A raíz del pecado original perdimos los dones que Dios nos había querido regalar, y entraron el sufrimiento y la muerte en el mundo. Indirectamente, de esa primera culpa procede el dolor, la enfermedad y la muerte.
¿Podría ser una especie de “actualización del castigo original”, por el mal que se difunde hoy? En muchos países se aprueban leyes contra la naturaleza, se promueve una cultura alejada de los valores humanos, y se pretende suprimir el dolor con la eutanasia. ¿Se habrá cansado Dios de que las mujeres y los hombres le rechacen, como en tiempos de Noé, cuando envió el diluvio universal? Dijo entonces que no volvería a castigar a la humanidad de ese modo. Sin embargo, sí lo hizo en menor escala cuando el Pueblo de Israel, muchos siglos después de Noé, fue deportado a Babilonia…
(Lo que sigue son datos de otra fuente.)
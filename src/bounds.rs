use bytemuck::{Pod, Zeroable};
use ultraviolet::Vec3;

/// An axis-aligned cube region, the spatial extent of one octree node.
///
/// `size` is the full edge length. Layout matches the `Bounds` struct in the
/// compute shaders (center first, then size).
#[repr(C)]
#[derive(Clone, Copy, Debug, PartialEq, Pod, Zeroable)]
pub struct Bounds {
    pub center: Vec3,
    pub size: f32,
}

/// A ray with an origin and a (not necessarily normalized) direction.
#[derive(Clone, Copy, Debug)]
pub struct Ray {
    pub origin: Vec3,
    pub direction: Vec3,
}

/// Result of a successful ray-bounds intersection.
#[derive(Clone, Copy, Debug)]
pub struct RayHit {
    /// The nearest intersection point.
    pub point: Vec3,
    /// Ray parameter of the hit, in units of the direction vector.
    pub t: f32,
}

#[inline]
fn axis(v: Vec3, i: usize) -> f32 {
    match i {
        0 => v.x,
        1 => v.y,
        _ => v.z,
    }
}

impl Bounds {
    pub fn new(center: Vec3, size: f32) -> Self {
        Self { center, size }
    }

    /// Minimum corner of the cube.
    pub fn min(&self) -> Vec3 {
        self.center - Vec3::broadcast(self.size * 0.5)
    }

    /// Maximum corner of the cube.
    pub fn max(&self) -> Vec3 {
        self.center + Vec3::broadcast(self.size * 0.5)
    }

    pub fn contains(&self, pos: Vec3) -> bool {
        let half = self.size * 0.5;
        (pos.x - self.center.x).abs() <= half
            && (pos.y - self.center.y).abs() <= half
            && (pos.z - self.center.z).abs() <= half
    }

    /// Octant code of a position relative to the center.
    /// Bit `i` is set iff component `i` of the position is less than the
    /// center's component `i`.
    pub fn octant(&self, pos: Vec3) -> u8 {
        ((pos.x < self.center.x) as u8)
            | (((pos.y < self.center.y) as u8) << 1)
            | (((pos.z < self.center.z) as u8) << 2)
    }

    /// Bounds of the child cube for an octant code. The eight children tile
    /// the parent exactly, and `octant(p)` of any point inside child `q`
    /// within the parent is `q`.
    pub fn octant_bounds(&self, q: u8) -> Self {
        let quart = self.size * 0.25;
        let offset = |bit: u8| if q & (1 << bit) != 0 { -quart } else { quart };
        Self {
            center: self.center + Vec3::new(offset(0), offset(1), offset(2)),
            size: self.size * 0.5,
        }
    }

    /// Slab test against the three face pairs, returning the nearest hit.
    /// An origin inside the bounds is an immediate hit at the origin.
    pub fn ray_intersect(&self, ray: &Ray) -> Option<RayHit> {
        if self.contains(ray.origin) {
            return Some(RayHit {
                point: ray.origin,
                t: 0.0,
            });
        }

        let half = self.size * 0.5;
        let mut best: Option<RayHit> = None;

        for i in 0..3 {
            let dir = axis(ray.direction, i);
            if dir.abs() <= f32::EPSILON {
                continue;
            }

            // The near face along this axis, given the ray direction.
            let face = axis(self.center, i) + if dir > 0.0 { -half } else { half };
            let t = (face - axis(ray.origin, i)) / dir;
            if t < 0.0 {
                continue;
            }
            if let Some(hit) = best {
                if hit.t <= t {
                    continue;
                }
            }

            let point = ray.origin + ray.direction * t;
            let j = (i + 1) % 3;
            let k = (i + 2) % 3;
            if (axis(point, j) - axis(self.center, j)).abs() <= half
                && (axis(point, k) - axis(self.center, k)).abs() <= half
            {
                best = Some(RayHit { point, t });
            }
        }

        best
    }
}
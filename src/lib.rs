//! vidbrief - YouTube transcript summaries and answers
//!
//! A small HTTP service that fetches a YouTube video's captions and asks a
//! language model to summarize them or answer questions about them.
//!
//! # Architecture
//!
//! The library is organized into several modules:
//!
//! - `video` - YouTube URL parsing into video ids
//! - `source` - Caption fetching and video verification backends
//! - `acquisition` - Transcript acquisition with retry and failure classification
//! - `cache` - TTL result cache with request coalescing
//! - `ratelimit` - Per-operation sliding-window rate limits
//! - `synthesis` - Summary and answer generation
//! - `coordinator` - Per-request composition of the above
//! - `config` - Configuration management
//!
//! # Example
//!
//! ```rust,no_run
//! use tokio_util::sync::CancellationToken;
//! use vidbrief::config::Settings;
//! use vidbrief::coordinator::RequestCoordinator;
//!
//! #[tokio::main]
//! async fn main() -> anyhow::Result<()> {
//!     let settings = Settings::load()?;
//!     let coordinator = RequestCoordinator::from_settings(&settings)?;
//!
//!     let summary = coordinator
//!         .summarize_by_url(Some("https://youtu.be/dQw4w9WgXcQ"), &CancellationToken::new())
//!         .await?;
//!     println!("{}", summary);
//!
//!     Ok(())
//! }
//! ```

pub mod acquisition;
pub mod cache;
pub mod cli;
pub mod config;
pub mod coordinator;
pub mod error;
pub mod openai;
pub mod ratelimit;
pub mod source;
pub mod synthesis;
pub mod video;

pub use error::{RequestError, Result, VidbriefError};
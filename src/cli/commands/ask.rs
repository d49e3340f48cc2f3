//! Ask command implementation.

use super::request::run_request;
use crate::config::Settings;
use anyhow::Result;

/// Run the ask command.
pub async fn run_ask(url: &str, question: &str, settings: Settings) -> Result<()> {
    run_request(
        &settings,
        "Fetching transcript and thinking...",
        "Answer",
        |coordinator, cancel| async move {
            coordinator
                .answer_by_url(Some(url), Some(question), &cancel)
                .await
        },
    )
    .await
}
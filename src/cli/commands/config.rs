//! Config command implementation.

use crate::cli::ConfigAction;
use crate::config::Settings;
use anyhow::Result;

/// Run the config command.
///
/// `show` prints the effective settings with secrets redacted.
pub fn run_config(action: &ConfigAction, settings: Settings) -> Result<()> {
    match action {
        ConfigAction::Show => {
            let toml_str = toml::to_string_pretty(&redacted(settings))
                .map_err(|e| anyhow::anyhow!("Failed to serialize config: {}", e))?;
            println!("{}", toml_str);
        }

        ConfigAction::Path => {
            let config_path = Settings::default_config_path();
            println!("{}", config_path.display());
        }
    }

    Ok(())
}

fn redacted(mut settings: Settings) -> Settings {
    let hide = |key: &mut Option<String>| {
        if key.is_some() {
            *key = Some("<redacted>".to_string());
        }
    };
    hide(&mut settings.synthesis.api_key);
    hide(&mut settings.youtube.api_key);
    settings
}
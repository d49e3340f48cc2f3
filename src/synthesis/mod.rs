//! Text generation for summaries and answers.

mod openai;

pub use openai::OpenAISynthesizer;

use crate::error::Result;
use async_trait::async_trait;

/// Trait for generating text from a transcript.
///
/// Failures are terminal for the request; implementations own any retry policy.
#[async_trait]
pub trait Synthesizer: Send + Sync {
    /// Summarize a transcript into key points.
    async fn summarize(&self, transcript: &str) -> Result<String>;

    /// Answer a question using a transcript as context.
    async fn answer(&self, transcript: &str, question: &str) -> Result<String>;
}
//! OpenAI client configuration.

use crate::error::{Result, VidbriefError};
use async_openai::{config::OpenAIConfig, Client};
use std::time::Duration;

/// Create an OpenAI client for `api_key` with a request timeout.
pub fn create_client(api_key: &str, timeout: Duration) -> Result<Client<OpenAIConfig>> {
    let http_client = reqwest::Client::builder()
        .timeout(timeout)
        .build()
        .map_err(|e| VidbriefError::Config(format!("Failed to create HTTP client: {}", e)))?;

    let config = OpenAIConfig::new().with_api_key(api_key);
    Ok(Client::with_config(config).with_http_client(http_client))
}
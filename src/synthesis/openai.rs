//! OpenAI chat-completion synthesizer.

use super::Synthesizer;
use crate::config::{Prompts, SynthesisSettings};
use crate::error::{Result, VidbriefError};
use crate::openai::create_client;
use async_openai::config::OpenAIConfig;
use async_openai::types::{
    ChatCompletionRequestMessage, ChatCompletionRequestSystemMessageArgs,
    ChatCompletionRequestUserMessageArgs, CreateChatCompletionRequestArgs,
};
use async_openai::Client;
use async_trait::async_trait;
use std::collections::HashMap;
use std::time::Duration;
use tracing::{debug, instrument};

/// Synthesizer backed by the OpenAI chat completions API.
pub struct OpenAISynthesizer {
    client: Client<OpenAIConfig>,
    model: String,
    temperature: f32,
    max_tokens: u32,
    prompts: Prompts,
}

impl OpenAISynthesizer {
    pub fn new(api_key: &str, settings: &SynthesisSettings) -> Result<Self> {
        Ok(Self {
            client: create_client(api_key, Duration::from_secs(settings.timeout_secs))?,
            model: settings.model.clone(),
            temperature: settings.temperature,
            max_tokens: settings.max_tokens,
            prompts: Prompts::default(),
        })
    }

    /// Set custom prompts (with user-defined variables).
    pub fn with_prompts(mut self, prompts: Prompts) -> Self {
        self.prompts = prompts;
        self
    }

    pub fn model(&self) -> &str {
        &self.model
    }

    async fn complete(&self, system: &str, user: String) -> Result<String> {
        let messages: Vec<ChatCompletionRequestMessage> = vec![
            ChatCompletionRequestSystemMessageArgs::default()
                .content(system)
                .build()
                .map_err(|e| VidbriefError::Synthesis(e.to_string()))?
                .into(),
            ChatCompletionRequestUserMessageArgs::default()
                .content(user)
                .build()
                .map_err(|e| VidbriefError::Synthesis(e.to_string()))?
                .into(),
        ];

        let request = CreateChatCompletionRequestArgs::default()
            .model(&self.model)
            .messages(messages)
            .temperature(self.temperature)
            .max_completion_tokens(self.max_tokens)
            .build()
            .map_err(|e| VidbriefError::Synthesis(e.to_string()))?;

        let response = self.client.chat().create(request).await.map_err(|e| {
            VidbriefError::OpenAI(format!("Failed to generate response: {}", e))
        })?;

        let content = response
            .choices
            .first()
            .and_then(|c| c.message.content.as_ref())
            .map(|c| c.trim().to_string())
            .filter(|c| !c.is_empty())
            .ok_or_else(|| VidbriefError::Synthesis("Empty response from model".to_string()))?;

        debug!(chars = content.len(), "Generated completion");
        Ok(content)
    }
}

#[async_trait]
impl Synthesizer for OpenAISynthesizer {
    #[instrument(skip_all, fields(model = %self.model, chars = transcript.len()))]
    async fn summarize(&self, transcript: &str) -> Result<String> {
        let mut vars = HashMap::new();
        vars.insert("transcript".to_string(), transcript.to_string());
        let user = self
            .prompts
            .render_with_custom(&self.prompts.summarize.user, &vars);

        self.complete(&self.prompts.summarize.system, user).await
    }

    #[instrument(skip_all, fields(model = %self.model, chars = transcript.len()))]
    async fn answer(&self, transcript: &str, question: &str) -> Result<String> {
        let mut vars = HashMap::new();
        vars.insert("transcript".to_string(), transcript.to_string());
        vars.insert("question".to_string(), question.to_string());
        let user = self.prompts.render_with_custom(&self.prompts.answer.user, &vars);

        self.complete(&self.prompts.answer.system, user).await
    }
}

#[cfg(test)]
mod tests {
    use super::*;

    #[test]
    fn test_builds_from_settings() {
        let settings = SynthesisSettings {
            model: "gpt-4o-mini".to_string(),
            ..SynthesisSettings::default()
        };
        let synthesizer = OpenAISynthesizer::new("sk-test", &settings).unwrap();
        assert_eq!(synthesizer.model(), "gpt-4o-mini");
        assert_eq!(synthesizer.max_tokens, 500);
    }
}
//! CLI module for vidbrief.

pub mod commands;
mod output;

pub use output::Output;

use clap::{Parser, Subcommand};

/// vidbrief - YouTube transcript summaries and answers
///
/// Serves an HTTP API that summarizes YouTube videos and answers questions
/// about them from their transcripts, or runs the same requests one-shot.
#[derive(Parser, Debug)]
#[command(name = "vidbrief")]
#[command(version, about, long_about = None)]
pub struct Cli {
    /// Increase verbosity (-v for info, -vv for debug, -vvv for trace)
    #[arg(short, long, action = clap::ArgAction::Count, global = true)]
    pub verbose: u8,

    /// Path to configuration file
    #[arg(short, long, global = true)]
    pub config: Option<String>,

    #[command(subcommand)]
    pub command: Commands,
}

#[derive(Subcommand, Debug)]
pub enum Commands {
    /// Start the HTTP API server
    Serve {
        /// Host to bind to (defaults to the configured host)
        #[arg(long, env = "HOST")]
        host: Option<String>,

        /// Port to bind to (defaults to the configured port)
        #[arg(short, long, env = "PORT")]
        port: Option<u16>,
    },

    /// Summarize a YouTube video
    Summarize {
        /// YouTube URL (youtube.com/watch?v=... or youtu.be/...)
        url: String,
    },

    /// Ask a question about a YouTube video
    Ask {
        /// YouTube URL (youtube.com/watch?v=... or youtu.be/...)
        url: String,

        /// The question to ask
        question: String,
    },

    /// Check credentials and configuration
    Doctor,

    /// Manage configuration
    Config {
        #[command(subcommand)]
        action: ConfigAction,
    },
}

#[derive(Subcommand, Debug)]
pub enum ConfigAction {
    /// Show current configuration
    Show,

    /// Show configuration file path
    Path,
}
No podemos atribuir a Dios la difusión de este virus como castigo por rechazarle, o por despreciar a otras personas, es decir por nuestros pecados… Sería más propio decir que lo ha causado el diablo, ya que él disfruta viéndonos sufrir. Tampoco esto sería realista ni útil. Lo que sí podemos hacer es sacar bienes del coronavirus. Verlo como una oportunidad, cuidándonos, pensando que el curso de la naturaleza, o el error humano, ha producido su aparición y propagación.
Con esta actitud nos parecemos a Dios, que siempre saca bienes de los males. Él quiere que todos sean felices y lleguen al cielo: las enfermedades despiertan en nosotros el anhelo por esa patria futura. No nos ha creado para castigarnos, sino para hacernos partícipes de su bondad. Por eso desea que nos convirtamos, que mejoremos, y su justicia prevé el castigo del mal.
Los enemigos de Dios también intentan sacarle partido al coronavivirus.
Generan desesperanza, propagan mentiras, consiguen que mucha gente se cierre sobre sí misma y se aísle. En un gran número de países ha disminuido, al menos durante unos meses, el acceso a la Misa y otros sacramentos, las vías ordinarias por donde nos vienen la gracia o ayuda específica de Dios para que cumplamos nuestra misión.
También por esto, la Iglesia católica ha promovido otras formas de adquirir esa fuerza, para quienes sufren la enfermedad de Covid-19, para el personal sanitario, los familiares y los que los cuidan. Ha dispuesto que se puedan ganar una indulgencias plenarias especiales, del modo que se explica en un decreto. Es decir, que recibamos una ayuda extra del cielo, borrando nuestras deudas, con una oración humilde.
Quien rechaza a Dios sufrirá inútilmente.
Depende de nosotros rebelarnos o acoger la cruz actual. Podemos dejar infecundo el sufrimiento o mejorar y darle un valor de eternidad.
No tenemos del todo claro el significado del coronavirus, pero vale la pena aprovecharlo como un nuevo punto de partida, un reset.
Intuir el amor que Dios nos tiene impulsa a esa nueva conversión. «El dolor, la incertidumbre, el temor y la conciencia de los propios límites que despertó la pandemia, hacen resonar el llamado a repensar nuestros estilos de vida, nuestras relaciones, la organización de nuestras sociedades y sobre todo el sentido de nuestra existencia» (Fratelli tutti).